** What needs to be done **
Exactly the lines starting at the line containing "plans, oldest first." and ending at the line containing "fn plan(tag: f64)" are to be written out from the listing below, both included.

** Records **
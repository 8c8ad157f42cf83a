//! Bounded retention of produced control plans.

use std::collections::VecDeque;

use serde::{Deserialize, Serialize};

use crate::plan::Plan;

/// How many solved plans to keep around.
#[derive(Debug, Clone, Copy, Default, PartialEq, Eq, Serialize, Deserialize)]
pub enum HistoryPolicy {
    /// Keep nothing.
    #[default]
    None,
    /// Keep every plan ever produced.
    All,
    /// Keep only the most recent `n` plans, evicting the oldest.
    LastN(usize),
}

/// Append/evict store of solved plans, driven by a [`HistoryPolicy`].
#[derive(Debug, Clone, Default)]
pub struct SolutionHistory {
    policy: HistoryPolicy,
    plans: VecDeque<Plan>,
}

impl SolutionHistory {
    pub fn new(policy: HistoryPolicy) -> Self {
        Self {
            policy,
            plans: VecDeque::new(),
        }
    }

    pub fn policy(&self) -> HistoryPolicy {
        self.policy
    }

    /// Record a plan, cloning only when the policy retains it.
    pub fn record(&mut self, plan: &Plan) {
        match self.policy {
            HistoryPolicy::None => {}
            HistoryPolicy::All => self.plans.push_back(plan.clone()),
            HistoryPolicy::LastN(n) => {
                if n == 0 {
                    return;
                }
                self.plans.push_back(plan.clone());
                while self.plans.len() > n {
                    self.plans.pop_front();
                }
            }
        }
    }

    pub fn len(&self) -> usize {
        self.plans.len()
    }

    pub fn is_empty(&self) -> bool {
        self.plans.is_empty()
    }

    /// Most recently recorded plan.
    pub fn latest(&self) -> Option<&Plan> {
        self.plans.back()
    }

    /// Retained plans, oldest first.
    pub fn iter(&self) -> impl Iterator<Item = &Plan> {
        self.plans.iter()
    }
}

#[cfg(test)]
mod tests {
    use super::*;
    use mf_core::SignalRecord;

    fn plan(tag: f64) -> Plan {
        SignalRecord::new(vec![0.0, 1.0])
            .unwrap()
            .with("u", vec![tag, tag])
            .unwrap()
    }

    #[test]
    fn none_keeps_nothing() {
        let mut history = SolutionHistory::new(HistoryPolicy::None);
        history.record(&plan(1.0));
        assert!(history.is_empty());
        assert!(history.latest().is_none());
    }

    #[test]
    fn all_keeps_everything() {
        let mut history = SolutionHistory::new(HistoryPolicy::All);
        for i in 0..5 {
            history.record(&plan(i as f64));
        }
        assert_eq!(history.len(), 5);
        assert_eq!(history.latest().unwrap().series("u").unwrap()[0], 4.0);
    }

    #[test]
    fn last_n_evicts_oldest() {
        let mut history = SolutionHistory::new(HistoryPolicy::LastN(2));
        for i in 0..5 {
            history.record(&plan(i as f64));
        }
        assert_eq!(history.len(), 2);
        let tags: Vec<f64> = history
            .iter()
            .map(|p| p.series("u").unwrap()[0])
            .collect();
        assert_eq!(tags, vec![3.0, 4.0]);
    }

    #[test]
    fn last_zero_behaves_like_none() {
        let mut history = SolutionHistory::new(HistoryPolicy::LastN(0));
        history.record(&plan(1.0));
        assert!(history.is_empty());
    }
}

** Task response **
    /// Retained plans, oldest first.
    pub fn iter(&self) -> impl Iterator<Item = &Plan> {
        self.plans.iter()
    }
}

#[cfg(test)]
mod tests {
    use super::*;
    use mf_core::SignalRecord;

    fn plan(tag: f64) -> Plan {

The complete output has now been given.